Alumni Profile: Michael Thompson of Rollin' In Dough Baking Company
It’s rare that a young person - a high school junior no less - knows exactly what they want to pursue as a career. For Michael Thompson, baking has been a career path for years, starting as a high school student with a passion for baking and developing that interest through Youthentity’s YouthChefs program, becoming head baker at a Glenwood Springs cafe, starting his own baking business, and now, heading off to the College of the Ozarks to pursue a degree in culinary arts.
Michael, a 2018 graduate of Liberty High School, says his interest in baking began as a curiosity about food. “I wanted to know where it came from, and wanted to discover ways to make it healthier,” Michael explains. “Then I picked up a book called Bread Alone by Daniel Leader, and it kind of changed my life.” Michael worked his way through the book, learning page-by-page the fine art of baking artisan bread.
His interest stoked, Michael wanted the opportunity for a deeper dive into the world of pastry and baking, and discovered YouthChefs. YouthChefs (now a year-long hospitality and culinary program called Career Academy) was Youthentity’s high school baking program aimed at high school students interested in exploring baking as a career. “The motivation to take it was to explore baking as a career, so it was a perfect fit for me.” Michael used this career exploration opportunity to determine whether a career in baking was a fit. “After 4 months of baking four several hours twice a week, I still loved it,” Michael says.
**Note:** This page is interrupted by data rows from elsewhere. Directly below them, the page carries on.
// Copyright 2025-Present Datadog, Inc. https://www.datadoghq.com/
// SPDX-License-Identifier: Apache-2.0

//! Per-message "micro-code": the decoder's internal representation of a
//! printf format string. A format string is cut into [`PrintFragment`]s,
//! each holding at most one conversion specifier, so the decoder can
//! consume one argument at a time and print as it goes instead of
//! buffering all arguments first.

use anyhow::bail;
use lazy_static::lazy_static;
use regex::bytes::Regex;

lazy_static! {
    /// The printf specification grammar: flags, width, precision, length,
    /// specifier. Width and precision may be `*` (consumed from the
    /// argument stream at decode time).
    pub(crate) static ref SPECIFIER: Regex = compile_specifier();
}

#[allow(clippy::expect_used)]
fn compile_specifier() -> Regex {
    Regex::new(
        "^%\
         ([-+ #0]+)?\
         ([\\d]+|\\*)?\
         (\\.(\\d+|\\*))?\
         (hh|h|l|ll|j|z|Z|t|L)?\
         ([diuoxXfFeEgGaAcspn])",
    )
    .expect("the specifier grammar is a valid regex")
}

/// Argument category of one conversion, following the C printf families.
/// The runtime never produces `LongDouble` or `ConstWcharTPtr` arguments,
/// but the decoder still classifies them so foreign format strings fail
/// loudly instead of silently.
#[derive(Clone, Copy, Debug, PartialEq, Eq)]
pub enum FormatType {
    /// No argument; the fragment is literal text.
    None,
    UnsignedChar,
    UnsignedShortInt,
    UnsignedInt,
    UnsignedLongInt,
    UnsignedLongLongInt,
    UintmaxT,
    SizeT,
    WintT,
    SignedChar,
    ShortInt,
    Int,
    LongInt,
    LongLongInt,
    IntmaxT,
    PtrdiffT,
    Double,
    LongDouble,
    ConstVoidPtr,
    ConstCharPtr,
    ConstWcharTPtr,
}

impl FormatType {
    pub fn is_string(self) -> bool {
        matches!(self, FormatType::ConstCharPtr | FormatType::ConstWcharTPtr)
    }

    /// Bit width to sign-extend a packed value from, for the signed
    /// families. `None` for unsigned and non-integer categories.
    pub(crate) fn signed_bits(self) -> Option<u32> {
        match self {
            FormatType::SignedChar => Some(8),
            FormatType::ShortInt => Some(16),
            FormatType::Int | FormatType::WintT => Some(32),
            FormatType::LongInt
            | FormatType::LongLongInt
            | FormatType::IntmaxT
            | FormatType::PtrdiffT => Some(64),
            _ => None,
        }
    }

    /// Bit width to truncate a packed value to, for the unsigned families.
    pub(crate) fn unsigned_bits(self) -> Option<u32> {
        match self {
            FormatType::UnsignedChar => Some(8),
            FormatType::UnsignedShortInt => Some(16),
            FormatType::UnsignedInt => Some(32),
            FormatType::UnsignedLongInt
            | FormatType::UnsignedLongLongInt
            | FormatType::UintmaxT
            | FormatType::SizeT => Some(64),
            _ => None,
        }
    }
}

/// A slice of the original format string holding at most one conversion
/// specifier, plus what to pull from the packed argument stream for it.
#[derive(Clone, Debug, PartialEq)]
pub struct PrintFragment {
    pub arg_type: FormatType,
    pub has_dynamic_width: bool,
    pub has_dynamic_precision: bool,
    pub fragment: String,
}

/// The decoded static description of one log site, rebuilt from the
/// on-disk dictionary.
#[derive(Clone, Debug)]
pub struct FormatMetadata {
    /// Nibbles in a record's packed stream: one per non-string conversion
    /// plus one per dynamic width or precision.
    pub num_nibbles: u16,
    pub log_level: u8,
    pub line_number: u32,
    pub filename: String,
    /// The original format string, kept for aggregation callbacks.
    pub format: String,
    pub fragments: Vec<PrintFragment>,
}

/// Maps a `(length, specifier)` pair to its argument category, mirroring
/// the printf reference table. `None` marks an unsupported combination.
fn format_type(length: &str, specifier: u8) -> Option<FormatType> {
    use FormatType::*;

    match specifier {
        b'd' | b'i' => {
            if length.is_empty() {
                return Some(Int);
            }
            if length.len() == 2 {
                if length.starts_with('h') {
                    return Some(SignedChar);
                }
                if length.starts_with('l') {
                    return Some(LongLongInt);
                }
            }
            match length.as_bytes()[0] {
                b'h' => Some(ShortInt),
                b'l' => Some(LongInt),
                b'j' => Some(IntmaxT),
                b'z' => Some(SizeT),
                b't' => Some(PtrdiffT),
                _ => Option::None,
            }
        }
        b'u' | b'o' | b'x' | b'X' => {
            if length.is_empty() {
                return Some(UnsignedInt);
            }
            if length.len() == 2 {
                if length.starts_with('h') {
                    return Some(UnsignedChar);
                }
                if length.starts_with('l') {
                    return Some(UnsignedLongLongInt);
                }
            }
            match length.as_bytes()[0] {
                b'h' => Some(UnsignedShortInt),
                b'l' => Some(UnsignedLongInt),
                b'j' => Some(UintmaxT),
                b'z' => Some(SizeT),
                b't' => Some(PtrdiffT),
                _ => Option::None,
            }
        }
        b's' => {
            if length.is_empty() {
                Some(ConstCharPtr)
            } else if length.starts_with('l') {
                Some(ConstWcharTPtr)
            } else {
                Option::None
            }
        }
        b'p' => {
            if length.is_empty() {
                Some(ConstVoidPtr)
            } else {
                Option::None
            }
        }
        b'f' | b'F' | b'e' | b'E' | b'g' | b'G' | b'a' | b'A' => {
            if length == "L" {
                Some(LongDouble)
            } else {
                Some(Double)
            }
        }
        b'c' => {
            if length.is_empty() {
                Some(Int)
            } else if length.starts_with('l') {
                Some(WintT)
            } else {
                Option::None
            }
        }
        _ => Option::None,
    }
}

/// Splits `format` into print fragments. Escapes: `\` skips the next
/// character, and an even run of `%` is a literal percent, not a
/// specifier. Fails on a specifier outside the supported table; the
/// caller keeps the id unrenderable.
pub fn create_micro_code(
    format: &str,
    filename: &str,
    line_number: u32,
    severity: u8,
) -> anyhow::Result<FormatMetadata> {
    let bytes = format.as_bytes();
    let mut fragments: Vec<PrintFragment> = Vec::new();
    let mut num_nibbles = 0u16;

    let mut i = 0;
    let mut consecutive_percents = 0;
    let mut start_of_next_fragment = 0;

    while i < bytes.len() {
        let c = bytes[i];
        if c == b'\\' {
            i += 2;
            continue;
        }
        if c != b'%' {
            i += 1;
            consecutive_percents = 0;
            continue;
        }

        consecutive_percents += 1;
        let captures = if consecutive_percents % 2 == 0 {
            None
        } else {
            SPECIFIER.captures(&bytes[i..])
        };
        let Some(captures) = captures else {
            i += 1;
            continue;
        };
        consecutive_percents = 0;

        let matched = captures.get(0).map(|m| m.len()).unwrap_or(0);
        let width_is_dynamic = captures.get(2).map(|m| m.as_bytes() == b"*").unwrap_or(false);
        let precision_is_dynamic = captures.get(4).map(|m| m.as_bytes() == b"*").unwrap_or(false);
        let length = captures
            .get(5)
            .map(|m| String::from_utf8_lossy(m.as_bytes()).into_owned())
            .unwrap_or_default();
        let specifier = captures
            .get(6)
            .and_then(|m| m.as_bytes().first().copied())
            .unwrap_or(0);

        let Some(arg_type) = format_type(&length, specifier) else {
            bail!(
                "could not process the conversion {:?} in {:?}",
                String::from_utf8_lossy(&bytes[i..i + matched]),
                format
            );
        };
        i += matched;

        if specifier != b's' {
            num_nibbles += 1;
        }
        if width_is_dynamic {
            num_nibbles += 1;
        }
        if precision_is_dynamic {
            num_nibbles += 1;
        }

        fragments.push(PrintFragment {
            arg_type,
            has_dynamic_width: width_is_dynamic,
            has_dynamic_precision: precision_is_dynamic,
            fragment: String::from_utf8_lossy(&bytes[start_of_next_fragment..i]).into_owned(),
        });
        start_of_next_fragment = i;
    }

    match fragments.last_mut() {
        // No specifiers at all: one literal fragment covers the string.
        None => fragments.push(PrintFragment {
            arg_type: FormatType::None,
            has_dynamic_width: false,
            has_dynamic_precision: false,
            fragment: format.to_owned(),
        }),
        // Extend the last fragment with the trailing literal text.
        Some(last) => last
            .fragment
            .push_str(&String::from_utf8_lossy(&bytes[start_of_next_fragment..])),
    }

    Ok(FormatMetadata {
        num_nibbles,
        log_level: severity,
        line_number,
        filename: filename.to_owned(),
        format: format.to_owned(),
        fragments,
    })
}

#[cfg(test)]
mod tests {
    use super::*;

    fn fragments(format: &str) -> FormatMetadata {
        create_micro_code(format, "test.cc", 1, 2).unwrap()
    }

    #[test]
    fn plain_string_is_one_literal_fragment() {
        let meta = fragments("Hello, world!");
        assert_eq!(0, meta.num_nibbles);
        assert_eq!(1, meta.fragments.len());
        assert_eq!(FormatType::None, meta.fragments[0].arg_type);
        assert_eq!("Hello, world!", meta.fragments[0].fragment);
    }

    #[test]
    fn splits_just_past_each_specifier() {
        let meta = fragments("a=%d b=%s tail");
        assert_eq!(2, meta.fragments.len());
        assert_eq!("a=%d", meta.fragments[0].fragment);
        assert_eq!(FormatType::Int, meta.fragments[0].arg_type);
        assert_eq!(" b=%s tail", meta.fragments[1].fragment);
        assert_eq!(FormatType::ConstCharPtr, meta.fragments[1].arg_type);
        // Only %d needs a nibble; strings are NUL-delimited.
        assert_eq!(1, meta.num_nibbles);
    }

    #[test]
    fn length_modifiers_map_to_families() {
        let meta = fragments("%hhd %hd %ld %lld %jd %zd %td %hu %lu %llu %lc");
        let types: Vec<FormatType> = meta.fragments.iter().map(|f| f.arg_type).collect();
        assert_eq!(
            vec![
                FormatType::SignedChar,
                FormatType::ShortInt,
                FormatType::LongInt,
                FormatType::LongLongInt,
                FormatType::IntmaxT,
                FormatType::SizeT,
                FormatType::PtrdiffT,
                FormatType::UnsignedShortInt,
                FormatType::UnsignedLongInt,
                FormatType::UnsignedLongLongInt,
                FormatType::WintT,
            ],
            types
        );
    }

    #[test]
    fn floats_pointers_and_wide_strings() {
        let meta = fragments("%f %e %G %a %Lf %p %ls");
        let types: Vec<FormatType> = meta.fragments.iter().map(|f| f.arg_type).collect();
        assert_eq!(
            vec![
                FormatType::Double,
                FormatType::Double,
                FormatType::Double,
                FormatType::Double,
                FormatType::LongDouble,
                FormatType::ConstVoidPtr,
                FormatType::ConstWcharTPtr,
            ],
            types
        );
    }

    #[test]
    fn dynamic_width_and_precision_take_nibbles() {
        let meta = fragments("%*.*f and %.*s");
        assert_eq!(2, meta.fragments.len());
        assert!(meta.fragments[0].has_dynamic_width);
        assert!(meta.fragments[0].has_dynamic_precision);
        assert!(!meta.fragments[1].has_dynamic_width);
        assert!(meta.fragments[1].has_dynamic_precision);
        // %f plus its two stars, plus the string's star.
        assert_eq!(4, meta.num_nibbles);
    }

    #[test]
    fn doubled_percent_is_literal() {
        let meta = fragments("100%% done %d");
        assert_eq!(1, meta.fragments.len());
        assert_eq!("100%% done %d", meta.fragments[0].fragment);
        assert_eq!(FormatType::Int, meta.fragments[0].arg_type);
    }

    #[test]
    fn backslash_escapes_skip_the_next_character() {
        let meta = fragments("literal \\%d here %u");
        assert_eq!(1, meta.fragments.len());
        assert_eq!(FormatType::UnsignedInt, meta.fragments[0].arg_type);
    }

    #[test]
    fn specifiers_without_spaces() {
        let meta = fragments("%d%s%u");
        assert_eq!(3, meta.fragments.len());
        assert_eq!("%d", meta.fragments[0].fragment);
        assert_eq!("%s", meta.fragments[1].fragment);
        assert_eq!("%u", meta.fragments[2].fragment);
    }

    #[test]
    fn unknown_conversions_roll_back() {
        assert!(create_micro_code("count: %n", "t.cc", 1, 2).is_err());
        assert!(create_micro_code("%hs", "t.cc", 1, 2).is_err());
        assert!(create_micro_code("%lp", "t.cc", 1, 2).is_err());
    }

    #[test]
    fn format_string_is_preserved() {
        let meta = fragments("x=%d y=%d");
        assert_eq!("x=%d y=%d", meta.format);
        let rebuilt: String = meta.fragments.iter().map(|f| f.fragment.as_str()).collect();
        assert_eq!(meta.format, rebuilt);
    }
}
And he’s continued on his baking path ever since. After the YouthChefs class ended, he continued to learn on his own, gaining a reputation for baking. He was then asked by family friends to help manage the baked goods at a Glenwood Springs cafe located in the Riviera Supper Club. The opportunity allowed him to create menus, manage inventory, and hone other business skills. When the cafe moved locations and changed their business model, the owners encouraged him to think about wholesale baking. In early 2019, Rollin’ In Dough Baking Company was born.
Even in the early days of Rollin’ In Dough Baking Company, finding customers wasn’t a problem. “I’d already been baking out of my kitchen and posting it on Facebook, where people would ask for deliveries of what I’d made, so I had a customer base.” Word of mouth spread, and soon it became necessary for Michael to rent commercial kitchen space in Garfield County’s commercial kitchen space at the fairgrounds. Rollin In Dough already enjoyed a loyal customer base, which grew as customers such as Misty’s Coffee Shop and Skip’s Market contracted his services.
In January, Michael will put his baking business on hold as he heads off to College of the Ozarks in Missouri. Michael chose the school for its culinary program and tuition-free model, in which students work campus jobs to pay for classes. If all goes as planned, Michael will graduate in four years, debt-free, with a degree in Culinary Arts. Michael gives kudos to Youthentity’s career exploration program for providing the chance to explore the industry.
“Youthentity gave me the experience necessary to get the job at Mountain Momma Roasters. It may not have seemed like more than a class at the time, but it allowed me to consider baking as a career option, and eventually to own my own baking business.”